Le cyberharcèlement, on en parle ?

Le cyberharcèlement touche de plus en plus de monde et notamment les jeunes. En Belgique, un·e jeune sur trois en a déjà été victime. Dans cet article, on te parle de ce que l’on entend par « cyberharcèlement », de ses liens avec les droits humains et surtout des réactions à adopter pour le combattre et s’en protéger.

Qu’est ce que la cyberviolence et le cyberharcèlement ?

Le cyberharcèlement se définit comme un acte agressif, intentionnel, commis par une personne ou un groupe, au moyen de communications électroniques, de façon répétée, à l’encontre d’une victime qui ne peut facilement se défendre seule.

Les cyberviolences constituent une forme de violence particulière.
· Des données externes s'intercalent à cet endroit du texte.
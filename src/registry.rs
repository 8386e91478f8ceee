// registry.rs - Ordered collection of conversion items and their lifecycle

use crate::preview::{PreviewId, PreviewStore};
use crate::source::SourceFile;
use iced::widget::image::Handle;
use std::fmt;
use std::sync::Arc;
use thiserror::Error;

#[derive(Debug, Clone, Copy, PartialEq, Eq, Hash, PartialOrd, Ord)]
pub struct ItemId(u64);

impl fmt::Display for ItemId {
    fn fmt(&self, f: &mut fmt::Formatter<'_>) -> fmt::Result {
        write!(f, "#{}", self.0)
    }
}

/// Converted output of a single item.
#[derive(Debug, Clone, PartialEq, Eq)]
pub struct ConvertedFile {
    pub name: String,
    pub mime_type: String,
    pub data: Arc<Vec<u8>>,
}

impl ConvertedFile {
    pub fn size(&self) -> u64 {
        self.data.len() as u64
    }
}

#[derive(Debug, Clone, Copy, PartialEq, Eq)]
pub enum StatusKind {
    Pending,
    Converting,
    Done,
    Error,
}

impl fmt::Display for StatusKind {
    fn fmt(&self, f: &mut fmt::Formatter<'_>) -> fmt::Result {
        match self {
            Self::Pending => write!(f, "pending"),
            Self::Converting => write!(f, "converting"),
            Self::Done => write!(f, "done"),
            Self::Error => write!(f, "error"),
        }
    }
}

/// The result payload and its preview only exist in `Done`.
#[derive(Debug, Clone)]
pub enum ItemStatus {
    Pending,
    Converting,
    Done {
        result: ConvertedFile,
        preview: PreviewId,
    },
    Error {
        detail: String,
    },
}

impl ItemStatus {
    pub fn kind(&self) -> StatusKind {
        match self {
            Self::Pending => StatusKind::Pending,
            Self::Converting => StatusKind::Converting,
            Self::Done { .. } => StatusKind::Done,
            Self::Error { .. } => StatusKind::Error,
        }
    }

    pub fn is_settled(&self) -> bool {
        matches!(self, Self::Done { .. } | Self::Error { .. })
    }
}

#[derive(Debug)]
pub struct ConversionItem {
    id: ItemId,
    key: String,
    source: SourceFile,
    source_preview: PreviewId,
    status: ItemStatus,
}

impl ConversionItem {
    pub fn id(&self) -> ItemId {
        self.id
    }

    pub fn key(&self) -> &str {
        &self.key
    }

    pub fn source(&self) -> &SourceFile {
        &self.source
    }

    pub fn source_preview(&self) -> PreviewId {
        self.source_preview
    }

    pub fn status(&self) -> &ItemStatus {
        &self.status
    }

    pub fn kind(&self) -> StatusKind {
        self.status.kind()
    }

    pub fn result(&self) -> Option<&ConvertedFile> {
        match &self.status {
            ItemStatus::Done { result, .. } => Some(result),
            _ => None,
        }
    }

    pub fn result_preview(&self) -> Option<PreviewId> {
        match &self.status {
            ItemStatus::Done { preview, .. } => Some(*preview),
            _ => None,
        }
    }

    pub fn error(&self) -> Option<&str> {
        match &self.status {
            ItemStatus::Error { detail } => Some(detail),
            _ => None,
        }
    }
}

#[derive(Debug, Error, PartialEq, Eq)]
pub enum RegistryError {
    #[error("no item with id {0}")]
    UnknownItem(ItemId),
    #[error("item {id} cannot move from {from} to {to}")]
    InvalidTransition {
        id: ItemId,
        from: StatusKind,
        to: StatusKind,
    },
}

#[derive(Debug, Default)]
pub struct FileRegistry {
    items: Vec<ConversionItem>,
    previews: PreviewStore,
    next_id: u64,
}

impl FileRegistry {
    pub fn new() -> Self {
        Self::default()
    }

    /// Appends every image file as a pending item and returns how many were
    /// accepted. Files without an `image/*` type are dropped silently.
    pub fn add(&mut self, files: impl IntoIterator<Item = SourceFile>) -> usize {
        let before = self.items.len();

        for source in files.into_iter().filter(SourceFile::is_image) {
            self.next_id += 1;
            let source_preview = self.previews.create_from_path(&source.path);
            self.items.push(ConversionItem {
                id: ItemId(self.next_id),
                key: source.identity(),
                source,
                source_preview,
                status: ItemStatus::Pending,
            });
        }

        self.items.len() - before
    }

    pub fn mark_converting(&mut self, id: ItemId) -> Result<(), RegistryError> {
        let index = self.expect_kind(id, StatusKind::Pending, StatusKind::Converting)?;
        self.items[index].status = ItemStatus::Converting;
        Ok(())
    }

    pub fn mark_done(&mut self, id: ItemId, result: ConvertedFile) -> Result<(), RegistryError> {
        let index = self.expect_kind(id, StatusKind::Converting, StatusKind::Done)?;
        let preview = self.previews.create_from_bytes(result.data.to_vec());
        self.items[index].status = ItemStatus::Done { result, preview };
        Ok(())
    }

    pub fn mark_failed(
        &mut self,
        id: ItemId,
        detail: impl Into<String>,
    ) -> Result<(), RegistryError> {
        let index = self.expect_kind(id, StatusKind::Converting, StatusKind::Error)?;
        self.items[index].status = ItemStatus::Error {
            detail: detail.into(),
        };
        Ok(())
    }

    fn expect_kind(
        &self,
        id: ItemId,
        from: StatusKind,
        to: StatusKind,
    ) -> Result<usize, RegistryError> {
        let index = self
            .items
            .iter()
            .position(|item| item.id == id)
            .ok_or(RegistryError::UnknownItem(id))?;
        let current = self.items[index].kind();
        if current != from {
            return Err(RegistryError::InvalidTransition {
                id,
                from: current,
                to,
            });
        }
        Ok(index)
    }

    /// Puts every done or failed item back to pending, releasing result
    /// previews first. Returns the number of items reset.
    pub fn reconvert(&mut self) -> usize {
        let mut reset = 0;
        for item in self.items.iter_mut().filter(|item| item.status.is_settled()) {
            if let ItemStatus::Done { preview, .. } = &item.status {
                self.previews.release(*preview);
            }
            item.status = ItemStatus::Pending;
            reset += 1;
        }
        reset
    }

    /// Releases every preview and empties the collection. Returns the number
    /// of previews released.
    pub fn clear(&mut self) -> usize {
        let mut released = 0;
        for item in self.items.drain(..) {
            released += usize::from(self.previews.release(item.source_preview));
            if let ItemStatus::Done { preview, .. } = item.status {
                released += usize::from(self.previews.release(preview));
            }
        }
        released
    }

    pub fn items(&self) -> &[ConversionItem] {
        &self.items
    }

    pub fn get(&self, id: ItemId) -> Option<&ConversionItem> {
        self.items.iter().find(|item| item.id == id)
    }

    pub fn ids_with(&self, kind: StatusKind) -> Vec<ItemId> {
        self.items
            .iter()
            .filter(|item| item.kind() == kind)
            .map(|item| item.id)
            .collect()
    }

    pub fn count(&self, kind: StatusKind) -> usize {
        self.items.iter().filter(|item| item.kind() == kind).count()
    }

    /// Converted files in collection order.
    pub fn done_results(&self) -> Vec<&ConvertedFile> {
        self.items.iter().filter_map(ConversionItem::result).collect()
    }

    pub fn has_any_done(&self) -> bool {
        self.items.iter().any(|item| item.kind() == StatusKind::Done)
    }

    pub fn is_batch_settled(&self) -> bool {
        !self.items.is_empty() && self.items.iter().all(|item| item.status.is_settled())
    }

    pub fn is_empty(&self) -> bool {
        self.items.is_empty()
    }

    pub fn len(&self) -> usize {
        self.items.len()
    }

    pub fn preview(&self, id: PreviewId) -> Option<&Handle> {
        self.previews.get(id)
    }

    pub fn live_previews(&self) -> usize {
        self.previews.live_count()
    }
}

#[cfg(test)]
pub(crate) mod tests {
    use super::*;
    use std::path::PathBuf;

    pub(crate) fn source(name: &str, modified_ms: u128) -> SourceFile {
        SourceFile {
            path: PathBuf::from(format!("/photos/{name}")),
            name: name.to_string(),
            size: 2048,
            mime_type: crate::source::mime_type_for(std::path::Path::new(name)).to_string(),
            modified_ms,
        }
    }

    pub(crate) fn converted(name: &str) -> ConvertedFile {
        ConvertedFile {
            name: name.to_string(),
            mime_type: "image/webp".to_string(),
            data: Arc::new(vec![0u8; 16]),
        }
    }

    fn settle(registry: &mut FileRegistry, id: ItemId, ok: bool) {
        registry.mark_converting(id).expect("pending");
        if ok {
            registry.mark_done(id, converted("out.webp")).expect("converting");
        } else {
            registry.mark_failed(id, "Conversion failed").expect("converting");
        }
    }

    #[test]
    fn add_keeps_only_images_in_order() {
        let mut registry = FileRegistry::new();
        let added = registry.add(vec![
            source("b.png", 1),
            source("notes.txt", 2),
            source("a.jpg", 3),
        ]);
        assert_eq!(added, 2);
        assert_eq!(registry.add(vec![source("c.gif", 4)]), 1);

        let names: Vec<_> = registry.items().iter().map(|i| i.source().name.as_str()).collect();
        assert_eq!(names, vec!["b.png", "a.jpg", "c.gif"]);
        assert!(registry.items().iter().all(|i| i.source().mime_type.starts_with("image/")));
        assert!(registry.items().iter().all(|i| i.kind() == StatusKind::Pending));
        assert_eq!(registry.live_previews(), 3);
    }

    #[test]
    fn identity_keys_follow_name_and_mtime() {
        let mut registry = FileRegistry::new();
        registry.add(vec![source("a.png", 1), source("a.png", 2), source("a.png", 1)]);

        let items = registry.items();
        assert_ne!(items[0].key(), items[1].key());
        // Same file twice gives the same key but distinct ids.
        assert_eq!(items[0].key(), items[2].key());
        assert_ne!(items[0].id(), items[2].id());
    }

    #[test]
    fn transitions_are_guarded() {
        let mut registry = FileRegistry::new();
        registry.add(vec![source("a.png", 1)]);
        let id = registry.items()[0].id();

        assert_eq!(
            registry.mark_done(id, converted("a.webp")),
            Err(RegistryError::InvalidTransition {
                id,
                from: StatusKind::Pending,
                to: StatusKind::Done,
            })
        );
        assert!(registry.mark_failed(id, "x").is_err());

        settle(&mut registry, id, true);
        assert!(registry.mark_converting(id).is_err());
        assert_eq!(registry.items()[0].kind(), StatusKind::Done);
        assert_eq!(registry.live_previews(), 2);
    }

    #[test]
    fn unknown_ids_change_nothing() {
        let mut registry = FileRegistry::new();
        registry.add(vec![source("a.png", 1)]);
        let id = registry.items()[0].id();
        registry.clear();

        assert_eq!(registry.mark_converting(id), Err(RegistryError::UnknownItem(id)));
        assert!(registry.is_empty());
    }

    #[test]
    fn result_only_present_when_done() {
        let mut registry = FileRegistry::new();
        registry.add(vec![source("a.png", 1), source("b.png", 2)]);
        let a = registry.items()[0].id();
        let b = registry.items()[1].id();
        settle(&mut registry, a, true);
        settle(&mut registry, b, false);

        let items = registry.items();
        assert!(items[0].result().is_some() && items[0].result_preview().is_some());
        assert!(items[1].result().is_none() && items[1].result_preview().is_none());
        assert_eq!(items[1].error(), Some("Conversion failed"));
    }

    #[test]
    fn derived_flags() {
        let mut registry = FileRegistry::new();
        assert!(!registry.is_batch_settled());
        assert!(!registry.has_any_done());

        registry.add(vec![source("a.png", 1), source("b.png", 2)]);
        let a = registry.items()[0].id();
        let b = registry.items()[1].id();
        settle(&mut registry, a, false);
        assert!(!registry.is_batch_settled());
        assert!(!registry.has_any_done());

        settle(&mut registry, b, true);
        assert!(registry.is_batch_settled());
        assert!(registry.has_any_done());
    }

    #[test]
    fn reconvert_resets_settled_items_and_releases_results() {
        let mut registry = FileRegistry::new();
        registry.add(vec![source("a.png", 1), source("b.png", 2), source("c.png", 3)]);
        let ids: Vec<_> = registry.items().iter().map(|i| i.id()).collect();
        settle(&mut registry, ids[0], true);
        settle(&mut registry, ids[1], true);
        settle(&mut registry, ids[2], false);
        assert_eq!(registry.live_previews(), 5);

        assert_eq!(registry.reconvert(), 3);
        assert!(registry.items().iter().all(|i| i.kind() == StatusKind::Pending));
        assert!(registry.done_results().is_empty());
        assert_eq!(registry.live_previews(), 3);
    }

    #[test]
    fn reconvert_leaves_in_flight_items_alone() {
        let mut registry = FileRegistry::new();
        registry.add(vec![source("a.png", 1), source("b.png", 2)]);
        let a = registry.items()[0].id();
        let b = registry.items()[1].id();
        settle(&mut registry, a, true);
        registry.mark_converting(b).expect("pending");

        assert_eq!(registry.reconvert(), 1);
        assert_eq!(registry.items()[1].kind(), StatusKind::Converting);
    }

    #[test]
    fn clear_releases_every_preview() {
        let mut registry = FileRegistry::new();
        registry.add(vec![source("a.png", 1), source("b.png", 2)]);
        let a = registry.items()[0].id();
        settle(&mut registry, a, true);

        assert_eq!(registry.clear(), 3);
        assert!(registry.is_empty());
        assert_eq!(registry.live_previews(), 0);

        assert_eq!(registry.clear(), 0);
        assert!(registry.is_empty());
    }
}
Premièrement, la cyberviolence étant réalisée sur des plateformes numériques, il n’existe aucun lien direct entre la personne responsable de cet acte de violence et la victime. Ainsi, les violences que subissent les victimes dans une sphère sociale déjà existante (école, unif, sphère professionnelle, club de sport) peuvent se prolonger au domicile. De plus, Internet offre un anonymat qui peut bénéficier à la personne responsable de ces actes et augmenter le sentiment de solitude de la victime. Ensuite, ces violences ont une capacité de diffusion et de reproduction rapide, il peut, par exemple, être très difficile de reprendre le contrôle d’un simple message publié. Pour finir, le cyberharcèlement est souvent qualifié de violence de genre, parce qu’il touche en majorité les femmes et les filles, ou de violence liée à l’identité, car il touche particulièrement les personnes issues de minorités, que ce soit de genre, d’ethnie ou de religion. Pour autant, il est important de rappeler qu’une personne n’est jamais victime de violences en raison de son origine ethnique, sa sexualité, sa religion ou son handicap. Une personne est harcelée à cause des comportements négatifs de la personne qui l’agresse.
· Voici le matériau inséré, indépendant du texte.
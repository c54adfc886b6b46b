//! Game state and core simulation types
//!
//! Everything the loop owns for one run lives here. The state is plain data:
//! no rendering handles, no platform resources, fully serializable.

use serde::{Deserialize, Serialize};

use crate::consts::*;
use crate::ground_line;

/// Current phase of a run
#[derive(Debug, Clone, Copy, PartialEq, Eq, Serialize, Deserialize)]
pub enum GamePhase {
    /// Active gameplay
    Playing,
    /// Collision happened; the terminal message has not been shown yet
    GameOver,
    /// Terminal message shown; waiting for a keypress or quit to exit
    Waiting,
}

/// Events produced by a single tick
///
/// `ObstaclePassed` is the one place scoring is decided: the obstacle left
/// the screen, so the dodge counts and the difficulty ramps.
#[derive(Debug, Clone, Copy, PartialEq, Eq, Serialize, Deserialize)]
pub enum GameEvent {
    /// Obstacle fully exited the left edge and was recycled
    ObstaclePassed,
    /// Player and obstacle boxes overlap; the run is over
    Collision,
}

/// The player character
///
/// Horizontal position and size are fixed (`PLAYER_X`, `PLAYER_WIDTH`,
/// `PLAYER_HEIGHT`); only the vertical state changes.
#[derive(Debug, Clone, Copy, Serialize, Deserialize)]
pub struct Player {
    /// Vertical position (top edge, pixels)
    pub y: f32,
    /// Vertical velocity (pixels per tick, negative = up)
    pub vel_y: f32,
    /// True from jump trigger until landing
    pub jumping: bool,
}

impl Default for Player {
    fn default() -> Self {
        Self {
            y: ground_line(PLAYER_HEIGHT),
            vel_y: 0.0,
            jumping: false,
        }
    }
}

impl Player {
    /// Vertical coordinate the player rests on between jumps
    #[inline]
    pub fn ground_line() -> f32 {
        ground_line(PLAYER_HEIGHT)
    }

    #[inline]
    pub fn left(&self) -> f32 {
        PLAYER_X
    }

    #[inline]
    pub fn right(&self) -> f32 {
        PLAYER_X + PLAYER_WIDTH
    }

    #[inline]
    pub fn bottom(&self) -> f32 {
        self.y + PLAYER_HEIGHT
    }

    /// Begin a jump. Callers must gate on `!self.jumping`.
    pub fn start_jump(&mut self) {
        self.jumping = true;
        self.vel_y = JUMP_VELOCITY;
    }

    /// One gravity step, applied only while airborne.
    ///
    /// Semi-implicit Euler, position before velocity: the order matters for
    /// parity with the tuned constants. Landing clamps to the ground line,
    /// clears the jump flag, and zeroes velocity.
    pub fn integrate(&mut self) {
        if !self.jumping {
            return;
        }
        self.y += self.vel_y;
        self.vel_y += GRAVITY;

        let ground = Self::ground_line();
        if self.y >= ground {
            self.y = ground;
            self.vel_y = 0.0;
            self.jumping = false;
        }
    }
}

/// The oncoming obstacle
///
/// Vertically fixed at its ground line; moves left by `speed` every tick.
/// Speed only ever goes up within a run.
#[derive(Debug, Clone, Copy, Serialize, Deserialize)]
pub struct Obstacle {
    /// Horizontal position (left edge, pixels)
    pub x: f32,
    /// Leftward speed in pixels per tick
    pub speed: u32,
}

impl Default for Obstacle {
    fn default() -> Self {
        Self {
            x: SCREEN_WIDTH,
            speed: OBSTACLE_START_SPEED,
        }
    }
}

impl Obstacle {
    /// Vertical coordinate of the obstacle's top edge (fixed for the run)
    #[inline]
    pub fn top() -> f32 {
        ground_line(OBSTACLE_HEIGHT)
    }

    #[inline]
    pub fn left(&self) -> f32 {
        self.x
    }

    #[inline]
    pub fn right(&self) -> f32 {
        self.x + OBSTACLE_WIDTH
    }

    /// Move left by the current speed.
    pub fn advance(&mut self) {
        self.x -= self.speed as f32;
    }

    /// True once no part of the obstacle is visible past the left edge.
    #[inline]
    pub fn fully_off_left(&self) -> bool {
        self.x < -OBSTACLE_WIDTH
    }

    /// Reposition to the right edge and ramp the speed.
    pub fn recycle(&mut self) {
        self.x = SCREEN_WIDTH;
        self.speed += OBSTACLE_SPEED_STEP;
    }
}

/// Two tiled copies of the background, scrolled left and wrapped.
///
/// Purely cosmetic; nothing in gameplay reads these offsets.
#[derive(Debug, Clone, Copy, Serialize, Deserialize)]
pub struct Background {
    pub x1: f32,
    pub x2: f32,
}

impl Default for Background {
    fn default() -> Self {
        Self {
            x1: 0.0,
            x2: SCREEN_WIDTH,
        }
    }
}

impl Background {
    /// Scroll both tiles; each wraps independently to the right edge once
    /// fully off-screen.
    pub fn advance(&mut self) {
        self.x1 -= SCROLL_SPEED;
        self.x2 -= SCROLL_SPEED;

        if self.x1 <= -SCREEN_WIDTH {
            self.x1 = SCREEN_WIDTH;
        }
        if self.x2 <= -SCREEN_WIDTH {
            self.x2 = SCREEN_WIDTH;
        }
    }
}

/// Complete run state, owned exclusively by the game loop.
#[derive(Debug, Clone, Serialize, Deserialize)]
pub struct GameState {
    pub player: Player,
    pub obstacle: Obstacle,
    pub background: Background,
    /// Successful dodges this run
    pub score: u32,
    /// Simulation tick counter
    pub time_ticks: u64,
    pub phase: GamePhase,
}

impl Default for GameState {
    fn default() -> Self {
        Self::new()
    }
}

impl GameState {
    /// Fresh run: player grounded, obstacle at the right edge, score zero.
    pub fn new() -> Self {
        Self {
            player: Player::default(),
            obstacle: Obstacle::default(),
            background: Background::default(),
            score: 0,
            time_ticks: 0,
            phase: GamePhase::Playing,
        }
    }

    /// Called by the loop once the terminal message has been drawn.
    ///
    /// `Waiting` is terminal: there is no path back to `Playing`. A fresh
    /// process starts the next run.
    pub fn acknowledge_game_over(&mut self) {
        if self.phase == GamePhase::GameOver {
            self.phase = GamePhase::Waiting;
        }
    }
}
La violence numérique a des conséquences tout aussi graves que les violences subies dans la vie « réelle ». Les personnes qui la vivent souffrent de solitude, de tristesse, d’anxiété, de dépression, ce qui peut amener, dans certains cas, jusqu’au suicide. Les victimes peuvent éprouver un sentiment de culpabilité et de honte, mais une personne n’est jamais responsable des violences qu’elle subit.
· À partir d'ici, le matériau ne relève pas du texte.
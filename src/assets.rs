//! Startup sprite loading
//!
//! Three text-art sprites are loaded once before the loop starts: the tiling
//! background scene, the player, and the obstacle. Assets are static and
//! local, so a missing or unreadable file is fatal - the process must not
//! reach the game loop without them.

use std::env;
use std::fs;
use std::path::{Path, PathBuf};

use thiserror::Error;

/// Environment variable overriding the asset directory
pub const ASSET_DIR_ENV: &str = "DODGE_THE_ROAR_ASSETS";
/// Default asset directory, relative to the working directory
pub const DEFAULT_ASSET_DIR: &str = "assets";

const BACKGROUND_FILE: &str = "savanna.txt";
const PLAYER_FILE: &str = "zebra.txt";
const OBSTACLE_FILE: &str = "lion.txt";

/// Errors from the single fatal failure class: startup asset loading
#[derive(Debug, Error)]
pub enum AssetError {
    #[error("failed to read sprite {path}: {source}")]
    Read {
        path: PathBuf,
        source: std::io::Error,
    },
    #[error("sprite {path} is empty")]
    Empty { path: PathBuf },
}

/// A rectangular text-art sprite
///
/// Rows are padded to a uniform width at load time; spaces are transparent
/// when composited.
#[derive(Debug, Clone)]
pub struct Sprite {
    rows: Vec<Vec<char>>,
    width: u16,
}

impl Sprite {
    /// Parse sprite text. Trailing blank lines are dropped; shorter rows are
    /// padded with spaces so every row has the same width.
    pub fn parse(text: &str) -> Option<Self> {
        let mut rows: Vec<Vec<char>> = text
            .lines()
            .map(|line| line.chars().collect())
            .collect();
        while rows.last().is_some_and(|row| row.iter().all(|c| *c == ' ') || row.is_empty()) {
            rows.pop();
        }
        let width = rows.iter().map(Vec::len).max()?;
        if width == 0 {
            return None;
        }
        for row in &mut rows {
            row.resize(width, ' ');
        }
        Some(Self {
            rows,
            width: width as u16,
        })
    }

    fn load(path: &Path) -> Result<Self, AssetError> {
        let text = fs::read_to_string(path).map_err(|source| AssetError::Read {
            path: path.to_path_buf(),
            source,
        })?;
        Self::parse(&text).ok_or_else(|| AssetError::Empty {
            path: path.to_path_buf(),
        })
    }

    #[inline]
    pub fn width(&self) -> u16 {
        self.width
    }

    #[inline]
    pub fn height(&self) -> u16 {
        self.rows.len() as u16
    }

    /// Sprite rows, each exactly `width()` characters.
    pub fn rows(&self) -> impl Iterator<Item = &[char]> {
        self.rows.iter().map(Vec::as_slice)
    }
}

/// All sprites for a run, loaded once at startup.
#[derive(Debug, Clone)]
pub struct Assets {
    pub background: Sprite,
    pub player: Sprite,
    pub obstacle: Sprite,
}

impl Assets {
    /// Asset directory: `DODGE_THE_ROAR_ASSETS` if set, else `assets/`.
    pub fn dir() -> PathBuf {
        env::var_os(ASSET_DIR_ENV)
            .map(PathBuf::from)
            .unwrap_or_else(|| PathBuf::from(DEFAULT_ASSET_DIR))
    }

    /// Load all three sprites from `dir`, failing on the first problem.
    pub fn load(dir: &Path) -> Result<Self, AssetError> {
        let assets = Self {
            background: Sprite::load(&dir.join(BACKGROUND_FILE))?,
            player: Sprite::load(&dir.join(PLAYER_FILE))?,
            obstacle: Sprite::load(&dir.join(OBSTACLE_FILE))?,
        };
        log::info!(
            "loaded assets from {}: background {}x{}, player {}x{}, obstacle {}x{}",
            dir.display(),
            assets.background.width(),
            assets.background.height(),
            assets.player.width(),
            assets.player.height(),
            assets.obstacle.width(),
            assets.obstacle.height(),
        );
        Ok(assets)
    }
}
Connais-tu les différents types de cyberviolence ?

Il existe de nombreux types de violence en ligne qui varient selon les moyens et les procédés utilisés, mais, dans tous les cas, ils sont tous inacceptables et il n’y a pas de violence plus grave qu’une autre. En voici quelques exemples qui peuvent te permettre de reconnaître si tu es victime de cyberviolence.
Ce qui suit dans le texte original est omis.